Bonding is a popular method for restoring or repairing fractured or chipped teeth, closing unsightly gaps between teeth, and covering up discolored or fading portions on the tooth's surface. Composite bonding is used to make your teeth look better and brighten your smile.
A composite resin substance is glued to an existing tooth, as the name suggests. Since it uses a very cautious direct technique, only one visit is necessary. Additionally, it is a very flexible approach that enables chair side patient input to change shape, texture, and hue.
Even teeth that have been significantly restored with ugly and unhealthy silver/mercury fillings can be made to appear beautiful again thanks to our utilization of cutting-edge tooth-colored resin and porcelain materials.
When bad bacteria in your mouth produce acids that attack the tooth enamel, it can result in tooth decay, which is damage to the tooth. This may result in a cavity, or small hole, in the tooth. A larger hole or even the complete destruction of the tooth might result from more serious decay. Without treatment, dental decay can result in discomfort, infection, and even tooth loss.

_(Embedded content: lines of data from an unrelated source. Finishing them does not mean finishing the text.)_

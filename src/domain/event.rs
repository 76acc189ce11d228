use chrono::{DateTime, Utc};
use serde::{Deserialize, Serialize};

/// A single record from the public events feed.
///
/// Every field the feed might omit is modeled as an `Option`; the fallback
/// substitution happens when the digest is formatted, not here.
#[derive(Debug, Clone, Deserialize, Serialize)]
pub struct GithubEvent {
    #[serde(rename = "type")]
    pub kind: Option<String>,
    pub actor: Option<EventActor>,
    pub repo: Option<EventRepo>,
    pub created_at: Option<DateTime<Utc>>,
}

#[derive(Debug, Clone, Deserialize, Serialize)]
pub struct EventActor {
    pub login: Option<String>,
    pub display_login: Option<String>,
}

#[derive(Debug, Clone, Deserialize, Serialize)]
pub struct EventRepo {
    pub name: Option<String>,
}
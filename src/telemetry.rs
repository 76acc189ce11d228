use tracing::subscriber::set_global_default;
use tracing::Subscriber;
use tracing_bunyan_formatter::{BunyanFormattingLayer, JsonStorageLayer};
use tracing_log::LogTracer;
use tracing_subscriber::layer::SubscriberExt;
use tracing_subscriber::{EnvFilter, Registry};

/// Compose the tracing layers into a single subscriber.
///
/// `env_filter` is the fallback directive used when RUST_LOG is not set.
pub fn get_subscriber(name: String, env_filter: String) -> impl Subscriber + Send + Sync {
    let env_filter =
        EnvFilter::try_from_default_env().unwrap_or_else(|_| EnvFilter::new(env_filter));
    let formatting_layer = BunyanFormattingLayer::new(name, std::io::stdout);

    Registry::default()
        .with(env_filter)
        .with(JsonStorageLayer)
        .with(formatting_layer)
}

/// Register a subscriber as the global default. Should only be called once.
pub fn init_subscriber(subscriber: impl Subscriber + Send + Sync) {
    // Redirect all `log` events emitted by actix-web to the subscriber
    LogTracer::init().expect("Failed to set logger");
    set_global_default(subscriber).expect("Failed to set subscriber");
}
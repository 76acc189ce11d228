pub mod config;
pub mod digest;
pub mod domain;
pub mod email_client;
pub mod event_source;
pub mod routes;
pub mod startup;
pub mod telemetry;
use wiremock::matchers::{any, method, path};
use wiremock::{Mock, ResponseTemplate};

use crate::helpers::{events_body, TestApp};

/// Matches a send request addressed to the given recipient.
struct RecipientMatcher(&'static str);

impl wiremock::Match for RecipientMatcher {
    fn matches(&self, request: &wiremock::Request) -> bool {
        String::from_utf8_lossy(&request.body).contains(self.0)
    }
}

#[tokio::test]
async fn dispatch_without_a_key_is_rejected_and_touches_nothing() {
    let test_app = TestApp::spawn_app().await;

    Mock::given(any())
        .respond_with(ResponseTemplate::new(200))
        .expect(0)
        .mount(&test_app.feed_server)
        .await;
    Mock::given(any())
        .respond_with(ResponseTemplate::new(200))
        .expect(0)
        .mount(&test_app.email_server)
        .await;

    let response = test_app.post_dispatch(None).await;

    assert_eq!(401, response.status().as_u16());

    let response_body: serde_json::Value = response.json().await.unwrap();

    assert_eq!(response_body["error"], "Unauthorized");
}

#[tokio::test]
async fn dispatch_with_a_wrong_key_is_rejected_and_touches_nothing() {
    let test_app = TestApp::spawn_app().await;

    Mock::given(any())
        .respond_with(ResponseTemplate::new(200))
        .expect(0)
        .mount(&test_app.feed_server)
        .await;
    Mock::given(any())
        .respond_with(ResponseTemplate::new(200))
        .expect(0)
        .mount(&test_app.email_server)
        .await;

    let response = test_app.post_dispatch(Some("not-the-secret")).await;

    assert_eq!(401, response.status().as_u16());
}

#[tokio::test]
async fn dispatch_accepts_the_key_as_a_query_parameter() {
    let test_app = TestApp::spawn_app().await;

    Mock::given(method("GET"))
        .and(path("/events"))
        .respond_with(ResponseTemplate::new(200).set_body_json(events_body(5)))
        .expect(1)
        .mount(&test_app.feed_server)
        .await;

    let api_key = test_app.api_key.clone();
    let response = test_app.post_dispatch_with_query_key(&api_key).await;

    assert_eq!(200, response.status().as_u16());
}

#[tokio::test]
async fn dispatch_with_no_subscribers_reports_zero_sends() {
    let test_app = TestApp::spawn_app().await;

    Mock::given(method("GET"))
        .and(path("/events"))
        .respond_with(ResponseTemplate::new(200).set_body_json(events_body(5)))
        .expect(1)
        .mount(&test_app.feed_server)
        .await;
    Mock::given(any())
        .respond_with(ResponseTemplate::new(200))
        .expect(0)
        .mount(&test_app.email_server)
        .await;

    let api_key = test_app.api_key.clone();
    let response = test_app.post_dispatch(Some(&api_key)).await;

    assert_eq!(200, response.status().as_u16());

    let response_body: serde_json::Value = response.json().await.unwrap();

    assert_eq!(response_body["ok"], true);
    assert_eq!(response_body["sent"], 0);
}

#[tokio::test]
async fn dispatch_sends_the_digest_to_every_subscriber() {
    let test_app = TestApp::spawn_app().await;

    test_app.seed_subscriber("a@test.com").await;
    test_app.seed_subscriber("b@test.com").await;

    Mock::given(method("GET"))
        .and(path("/events"))
        .respond_with(ResponseTemplate::new(200).set_body_json(events_body(10)))
        .expect(1)
        .mount(&test_app.feed_server)
        .await;
    Mock::given(method("POST"))
        .and(path("/mail/send"))
        .respond_with(ResponseTemplate::new(200))
        .expect(2)
        .mount(&test_app.email_server)
        .await;

    let api_key = test_app.api_key.clone();
    let response = test_app.post_dispatch(Some(&api_key)).await;

    assert_eq!(200, response.status().as_u16());

    let response_body: serde_json::Value = response.json().await.unwrap();

    assert_eq!(response_body["ok"], true);
    assert_eq!(response_body["sent"], 2);

    // Every sent email carries the fixed digest subject
    let received_requests = &test_app.email_server.received_requests().await.unwrap();
    let first_send: serde_json::Value = serde_json::from_slice(&received_requests[0].body).unwrap();

    assert_eq!(first_send["subject"], "Your GitHub timeline update");
}

#[tokio::test]
async fn dispatch_isolates_a_failing_recipient() {
    let test_app = TestApp::spawn_app().await;

    test_app.seed_subscriber("a@test.com").await;
    test_app.seed_subscriber("b@test.com").await;
    test_app.seed_subscriber("c@test.com").await;

    Mock::given(method("GET"))
        .and(path("/events"))
        .respond_with(ResponseTemplate::new(200).set_body_json(events_body(5)))
        .expect(1)
        .mount(&test_app.feed_server)
        .await;
    // The transport fails for b@test.com alone; mounted first so it takes
    // precedence over the catch-all below
    Mock::given(method("POST"))
        .and(path("/mail/send"))
        .and(RecipientMatcher("b@test.com"))
        .respond_with(ResponseTemplate::new(500))
        .expect(1)
        .mount(&test_app.email_server)
        .await;
    Mock::given(method("POST"))
        .and(path("/mail/send"))
        .respond_with(ResponseTemplate::new(200))
        .expect(2)
        .mount(&test_app.email_server)
        .await;

    let api_key = test_app.api_key.clone();
    let response = test_app.post_dispatch(Some(&api_key)).await;

    assert_eq!(200, response.status().as_u16());

    let response_body: serde_json::Value = response.json().await.unwrap();

    assert_eq!(response_body["ok"], true);
    assert_eq!(response_body["sent"], 2);
}

#[tokio::test]
async fn dispatch_fails_without_sending_when_the_feed_is_down() {
    let test_app = TestApp::spawn_app().await;

    test_app.seed_subscriber("a@test.com").await;

    Mock::given(method("GET"))
        .and(path("/events"))
        .respond_with(ResponseTemplate::new(500))
        .expect(1)
        .mount(&test_app.feed_server)
        .await;
    Mock::given(any())
        .respond_with(ResponseTemplate::new(200))
        .expect(0)
        .mount(&test_app.email_server)
        .await;

    let api_key = test_app.api_key.clone();
    let response = test_app.post_dispatch(Some(&api_key)).await;

    assert_eq!(500, response.status().as_u16());

    let response_body: serde_json::Value = response.json().await.unwrap();

    assert_eq!(response_body["error"], "Server error");
}
use chrono::{DateTime, Utc};
use uuid::Uuid;

use crate::domain::subscriber_email::SubscriberEmail;

#[derive(Debug, serde::Serialize)]
pub struct Subscriber {
    pub id: Uuid,
    pub email: SubscriberEmail,
    pub subscribed_at: DateTime<Utc>,
}
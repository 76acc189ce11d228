use validator::validate_email;

#[derive(Debug, Clone, serde::Serialize)]
pub struct SubscriberEmail(String);

impl SubscriberEmail {
    pub fn parse(email: String) -> Result<SubscriberEmail, String> {
        // validate_email accepts dotless domains ("user@localhost"); subscribers
        // must provide a dotted one with at least one character before the dot
        let has_dotted_domain = email
            .rsplit_once('@')
            .and_then(|(_, domain)| domain.find('.'))
            .map_or(false, |dot_index| dot_index > 0);

        if !validate_email(&email) || !has_dotted_domain {
            return Err(format!("{} email is not valid", email));
        }

        Ok(Self(email))
    }
}

impl AsRef<str> for SubscriberEmail {
    fn as_ref(&self) -> &str {
        &self.0
    }
}
mod dispatch;
mod health_check;
mod single;
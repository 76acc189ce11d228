use actix_web::dev::Server;
use actix_web::{web, App, HttpServer};
use secrecy::Secret;
use sqlx::postgres::PgPoolOptions;
use sqlx::{PgPool, Pool, Postgres};
use std::net::TcpListener;
use tracing_actix_web::TracingLogger;

use crate::config::{DatabaseSettings, Settings};
use crate::email_client::EmailClient;
use crate::event_source::EventSourceClient;
use crate::routes::{
    handle_create_subscription, handle_dispatch_digest, handle_preview_digest,
    handle_send_single_digest, health_check,
};

/// Shared secret the dispatch trigger compares against, wrapped so it gets its
/// own `web::Data` slot.
pub struct DispatchApiKey(pub Secret<String>);

pub struct Application {
    pub port: u16,
    pub server: Server,
}

impl Application {
    pub async fn build(config: Settings) -> Result<Self, std::io::Error> {
        let db_pool = get_connection_db_pool(&config.database);
        let sender_email = config
            .get_email_client_sender()
            .expect("Sender email is not valid");
        let email_client = EmailClient::new(
            config.get_email_client_base_url(),
            sender_email,
            config.get_email_client_api(),
            None,
        );
        let event_source = EventSourceClient::new(
            config.get_event_feed_base_url(),
            config.get_event_feed_token(),
            None,
        );
        let api_key = DispatchApiKey(config.get_api_key());

        let listener =
            TcpListener::bind(config.get_address()).expect("Failed to bind the address.");
        let port = listener.local_addr().unwrap().port();
        let server = run(listener, db_pool, email_client, event_source, api_key)?;

        Ok(Self { port, server })
    }

    pub fn get_port(&self) -> u16 {
        self.port
    }

    pub async fn run_until_stop(self) -> Result<(), std::io::Error> {
        self.server.await
    }
}

pub fn run(
    listener: TcpListener,
    db_pool: PgPool,
    email_client: EmailClient,
    event_source: EventSourceClient,
    api_key: DispatchApiKey,
) -> Result<Server, std::io::Error> {
    let db_pool = web::Data::new(db_pool);
    let email_client = web::Data::new(email_client);
    let event_source = web::Data::new(event_source);
    let api_key = web::Data::new(api_key);

    let server = HttpServer::new(move || {
        // App is where your application logic lives: routing, middlewares, request handler, etc
        App::new()
            // 'wrap' method adds a middleware to the App. This specific middleware provide incoming
            // request logger
            .wrap(TracingLogger::default())
            .route("/health_check", web::get().to(health_check))
            .route("/subscriptions", web::post().to(handle_create_subscription))
            .route("/digests", web::post().to(handle_dispatch_digest))
            .route("/digests/preview", web::get().to(handle_preview_digest))
            .route("/digests/single", web::post().to(handle_send_single_digest))
            .app_data(db_pool.clone())
            .app_data(email_client.clone())
            .app_data(event_source.clone())
            .app_data(api_key.clone())
    })
    .listen(listener)?
    .run();

    Ok(server)
}

pub fn get_connection_db_pool(config: &DatabaseSettings) -> Pool<Postgres> {
    PgPoolOptions::new()
        .acquire_timeout(std::time::Duration::from_secs(2))
        .connect_lazy_with(config.get_db_options())
}
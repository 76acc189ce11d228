use actix_web::web;
use serde::Deserialize;

use crate::domain::subscriber_email::SubscriberEmail;

pub struct NewSubscriber {
    pub email: SubscriberEmail,
}

#[derive(Deserialize)]
pub struct SignupBody {
    pub email: String,
}

impl TryFrom<web::Json<SignupBody>> for NewSubscriber {
    type Error = String;

    fn try_from(body: web::Json<SignupBody>) -> Result<Self, Self::Error> {
        let email = SubscriberEmail::parse(body.email.clone())?;

        Ok(NewSubscriber { email })
    }
}
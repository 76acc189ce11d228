use std::collections::HashMap;

use wiremock::matchers::{any, method, path};
use wiremock::{Mock, ResponseTemplate};

use crate::helpers::{events_body, TestApp};

#[tokio::test]
async fn single_send_delivers_the_digest_to_the_given_address() {
    let test_app = TestApp::spawn_app().await;
    let mut body = HashMap::new();

    body.insert("email", "frank@test.com");

    Mock::given(method("GET"))
        .and(path("/events"))
        .respond_with(ResponseTemplate::new(200).set_body_json(events_body(5)))
        .expect(1)
        .mount(&test_app.feed_server)
        .await;
    Mock::given(method("POST"))
        .and(path("/mail/send"))
        .respond_with(ResponseTemplate::new(200))
        .expect(1)
        .mount(&test_app.email_server)
        .await;

    let response = test_app.post_single(body).await;

    assert_eq!(200, response.status().as_u16());

    let response_body: serde_json::Value = response.json().await.unwrap();

    assert_eq!(response_body["ok"], true);
    assert_eq!(response_body["sent"], 1);

    let received_requests = &test_app.email_server.received_requests().await.unwrap();
    let send_body = String::from_utf8_lossy(&received_requests[0].body).to_string();

    assert!(send_body.contains("frank@test.com"));
}

#[tokio::test]
async fn single_send_rejects_an_invalid_email_before_fetching() {
    let test_app = TestApp::spawn_app().await;
    let mut body = HashMap::new();

    body.insert("email", "not-an-email");

    Mock::given(any())
        .respond_with(ResponseTemplate::new(200))
        .expect(0)
        .mount(&test_app.feed_server)
        .await;
    Mock::given(any())
        .respond_with(ResponseTemplate::new(200))
        .expect(0)
        .mount(&test_app.email_server)
        .await;

    let response = test_app.post_single(body).await;

    assert_eq!(400, response.status().as_u16());

    let response_body: serde_json::Value = response.json().await.unwrap();

    assert_eq!(response_body["error"], "Invalid email");
}

#[tokio::test]
async fn single_send_fails_when_the_feed_is_down() {
    let test_app = TestApp::spawn_app().await;
    let mut body = HashMap::new();

    body.insert("email", "frank@test.com");

    Mock::given(method("GET"))
        .and(path("/events"))
        .respond_with(ResponseTemplate::new(500))
        .expect(1)
        .mount(&test_app.feed_server)
        .await;
    Mock::given(any())
        .respond_with(ResponseTemplate::new(200))
        .expect(0)
        .mount(&test_app.email_server)
        .await;

    let response = test_app.post_single(body).await;

    assert_eq!(500, response.status().as_u16());
}

#[tokio::test]
async fn single_send_fails_when_the_transport_fails() {
    let test_app = TestApp::spawn_app().await;
    let mut body = HashMap::new();

    body.insert("email", "frank@test.com");

    Mock::given(method("GET"))
        .and(path("/events"))
        .respond_with(ResponseTemplate::new(200).set_body_json(events_body(5)))
        .expect(1)
        .mount(&test_app.feed_server)
        .await;
    Mock::given(method("POST"))
        .and(path("/mail/send"))
        .respond_with(ResponseTemplate::new(500))
        .expect(1)
        .mount(&test_app.email_server)
        .await;

    let response = test_app.post_single(body).await;

    assert_eq!(500, response.status().as_u16());
}
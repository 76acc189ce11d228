use actix_web::{web, HttpRequest, HttpResponse, ResponseError};
use reqwest::StatusCode;
use secrecy::ExposeSecret;
use serde::Deserialize;
use sqlx::{postgres::PgRow, PgPool, Row};

use crate::digest::{Digest, DIGEST_SUBJECT};
use crate::domain::subscriber_email::SubscriberEmail;
use crate::email_client::EmailClient;
use crate::event_source::EventSourceClient;
use crate::startup::DispatchApiKey;

#[derive(Deserialize, Debug)]
pub struct DispatchParameters {
    pub key: Option<String>,
}

#[derive(serde::Serialize)]
pub struct DispatchResponse {
    pub ok: bool,
    pub sent: usize,
}

#[tracing::instrument(
    name = "Dispatching the digest to all subscribers",
    skip(request, parameters, db_pool, email_client, event_source, api_key)
)]
pub async fn handle_dispatch_digest(
    request: HttpRequest,
    parameters: web::Query<DispatchParameters>,
    db_pool: web::Data<PgPool>,
    email_client: web::Data<EmailClient>,
    event_source: web::Data<EventSourceClient>,
    api_key: web::Data<DispatchApiKey>,
) -> Result<HttpResponse, DispatchError> {
    // No fetch and no store access before the secret has been checked
    authorize_dispatch(&request, &parameters, &api_key)?;

    let events = event_source
        .fetch_events()
        .await
        .map_err(DispatchError::FetchEventsError)?;
    let digest = Digest::build(&events);
    let subscribers = get_subscribers(&db_pool).await?;

    let sent = deliver_digest(&email_client, &subscribers, &digest).await;

    Ok(HttpResponse::Ok().json(DispatchResponse { ok: true, sent }))
}

/// The caller provides the shared secret either through the `x-api-key` header
/// or the `key` query parameter; comparison is exact equality.
fn authorize_dispatch(
    request: &HttpRequest,
    parameters: &web::Query<DispatchParameters>,
    api_key: &DispatchApiKey,
) -> Result<(), DispatchError> {
    let provided_key = request
        .headers()
        .get("x-api-key")
        .and_then(|value| value.to_str().ok())
        .map(String::from)
        .or_else(|| parameters.key.clone());

    match provided_key {
        Some(key) if key == api_key.0.expose_secret().as_str() => Ok(()),
        _ => Err(DispatchError::UnauthorizedError),
    }
}

pub async fn get_subscribers(
    db_pool: &web::Data<PgPool>,
) -> Result<Vec<SubscriberEmail>, DispatchError> {
    sqlx::query(
        r#"
        SELECT email
        FROM subscribers
        "#,
    )
    .map(|row: PgRow| SubscriberEmail::parse(row.get("email")).unwrap())
    .fetch_all(db_pool.as_ref())
    .await
    .map_err(DispatchError::GetSubscribersError)
}

/// One send attempt per subscriber. A failed recipient is logged and kept in
/// the outcome list as a failure; it never aborts the remaining sends and is
/// never retried. The count of successes is the aggregation of those outcomes.
#[tracing::instrument(
    name = "Delivering the digest to the subscriber list",
    skip(email_client, subscribers, digest),
    fields(subscriber_count = subscribers.len())
)]
async fn deliver_digest(
    email_client: &EmailClient,
    subscribers: &[SubscriberEmail],
    digest: &Digest,
) -> usize {
    let mut outcomes = Vec::with_capacity(subscribers.len());

    for subscriber in subscribers {
        let delivery = email_client
            .send_email(
                subscriber.clone(),
                DIGEST_SUBJECT,
                &digest.text,
                &digest.html,
            )
            .await;

        if let Err(err) = &delivery {
            tracing::error!(
                "Failed to send the digest to {}: {:?}",
                subscriber.as_ref(),
                err
            );
        }

        outcomes.push(delivery);
    }

    outcomes.iter().filter(|outcome| outcome.is_ok()).count()
}

#[derive(thiserror::Error)]
pub enum DispatchError {
    #[error("The dispatch secret is missing or does not match.")]
    UnauthorizedError,
    #[error("{0}")]
    ValidationError(String),
    #[error("Failed to fetch events from the upstream feed.")]
    FetchEventsError(#[source] reqwest::Error),
    #[error("Failed to get subscribers from the database.")]
    GetSubscribersError(#[source] sqlx::Error),
    #[error("Failed to send the digest email.")]
    SendEmailError(#[source] reqwest::Error),
}

impl std::fmt::Debug for DispatchError {
    fn fmt(&self, f: &mut std::fmt::Formatter<'_>) -> std::fmt::Result {
        write!(f, "Caused by:\n\t({})", self)
    }
}

impl ResponseError for DispatchError {
    fn status_code(&self) -> StatusCode {
        match self {
            DispatchError::UnauthorizedError => StatusCode::UNAUTHORIZED,
            DispatchError::ValidationError(_) => StatusCode::BAD_REQUEST,
            DispatchError::FetchEventsError(_)
            | DispatchError::GetSubscribersError(_)
            | DispatchError::SendEmailError(_) => StatusCode::INTERNAL_SERVER_ERROR,
        }
    }

    // Internal detail stays in the logs; the caller only sees the generic body
    fn error_response(&self) -> HttpResponse {
        let message = match self {
            DispatchError::UnauthorizedError => "Unauthorized",
            DispatchError::ValidationError(_) => "Invalid email",
            DispatchError::FetchEventsError(_)
            | DispatchError::GetSubscribersError(_)
            | DispatchError::SendEmailError(_) => "Server error",
        };

        HttpResponse::build(self.status_code()).json(serde_json::json!({ "error": message }))
    }
}
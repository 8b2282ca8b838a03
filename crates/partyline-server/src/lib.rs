pub mod api;
pub mod auth;
pub mod config;
pub mod error;
pub mod game_session;
pub mod health;
pub mod host;
pub mod leaderboard;
pub mod players;
pub mod room_manager;
pub mod service;
pub mod state;
pub mod store;
pub mod sweeper;
pub mod ws;

use std::sync::Arc;

use axum::Router;
use axum::middleware;
use axum::routing::{get, post};
use tower_http::cors::CorsLayer;
use tower_http::trace::TraceLayer;

use config::{ServerConfig, StoreConfig};
use state::AppState;
use store::{SharedStore, SqliteStore};

/// Build the Axum router and application state from a config.
///
/// Must be called inside a tokio runtime when a store is given.
pub fn build_app(
    config: ServerConfig,
    store: Option<SharedStore>,
    store_backend: &'static str,
) -> (Router<()>, AppState) {
    let state = AppState::new(config, store, store_backend);
    (build_router(state.clone()), state)
}

/// Router over an already-built state.
pub fn build_router(state: AppState) -> Router<()> {
    // API routes (behind bearer auth middleware)
    let api_routes = Router::new()
        .route("/rooms/{code}/host-token", post(api::regenerate_host_token))
        .route("/rooms/{code}/reactivate", post(api::reactivate_room))
        .route("/rooms/{code}/deactivate", post(api::deactivate_room))
        .route("/rooms/{code}/leaderboard", get(api::get_leaderboard))
        .route("/status", get(api::get_status))
        .layer(middleware::from_fn_with_state(
            state.clone(),
            bearer_auth_layer,
        ));

    Router::new()
        .route("/ws", get(ws::ws_handler))
        .route("/health", get(health::health_check))
        .route("/ready", get(health::readiness_check))
        .nest("/api/v1", api_routes)
        .layer(TraceLayer::new_for_http())
        .layer(CorsLayer::permissive())
        .with_state(state)
}

/// Open the configured store. Without a URL, or when the database cannot be
/// opened, the server runs memory-only.
pub async fn open_store(config: &StoreConfig) -> (Option<SharedStore>, &'static str) {
    let Some(ref url) = config.database_url else {
        tracing::info!("No database configured, running memory-only");
        return (None, "none");
    };
    match SqliteStore::connect(url).await {
        Ok(store) => {
            tracing::info!("Connected to SQLite store");
            (Some(Arc::new(store) as SharedStore), "sqlite")
        },
        Err(e) => {
            tracing::warn!(error = %e, "Could not open store, running memory-only");
            (None, "none")
        },
    }
}

/// Middleware wrapper that injects AuthConfig into request extensions for the
/// bearer auth middleware.
async fn bearer_auth_layer(
    axum::extract::State(state): axum::extract::State<AppState>,
    mut request: axum::extract::Request,
    next: middleware::Next,
) -> Result<axum::response::Response, axum::http::StatusCode> {
    request.extensions_mut().insert(state.auth.clone());
    auth::bearer_auth_middleware(request.headers().clone(), request, next).await
}

#[cfg(test)]
mod tests {
    use super::*;

    #[tokio::test]
    async fn unconfigured_store_is_memory_only() {
        let (store, backend) = open_store(&StoreConfig::default()).await;
        assert!(store.is_none());
        assert_eq!(backend, "none");
    }

    #[tokio::test]
    async fn unreachable_store_falls_back() {
        let config = StoreConfig {
            database_url: Some("sqlite:///nonexistent-dir/partyline.db".into()),
        };
        let (store, backend) = open_store(&config).await;
        assert!(store.is_none());
        assert_eq!(backend, "none");
    }

    #[tokio::test]
    async fn in_memory_sqlite_opens() {
        let config = StoreConfig {
            database_url: Some("sqlite::memory:".into()),
        };
        let (store, backend) = open_store(&config).await;
        assert!(store.is_some());
        assert_eq!(backend, "sqlite");
    }
}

When a tooth is often exposed to acid—for instance, if you frequently eat or drink, especially foods and beverages that contain sugar and starches—the enamel continues to lose minerals as a result of the repeated acid attacks. Mineral loss may cause a white area to show up. An early symptom of degradation is this.
At this time, tooth decay can either be stopped or reversed. Fluoride from toothpaste or other sources, along with minerals from saliva, can help the enamel heal itself. But additional minerals are lost as the tooth decay process progresses. The enamel weakens and breaks down with time, creating a cavity.
Cavities can today be filled with a variety of materials, including silver-colored (amalgam) fillings and tooth-colored (composite) fillings. Because many people prefer tooth-colored fillings and because composite resin materials keep getting better, they are being utilized more frequently to fill teeth.
Crowns are another type of therapy used to restore severely damaged teeth. Crowns can be composed of porcelain, stainless steel, or other metals in addition to gold (usually used on baby teeth). Dental crowns and fillings typically do not last a lifetime.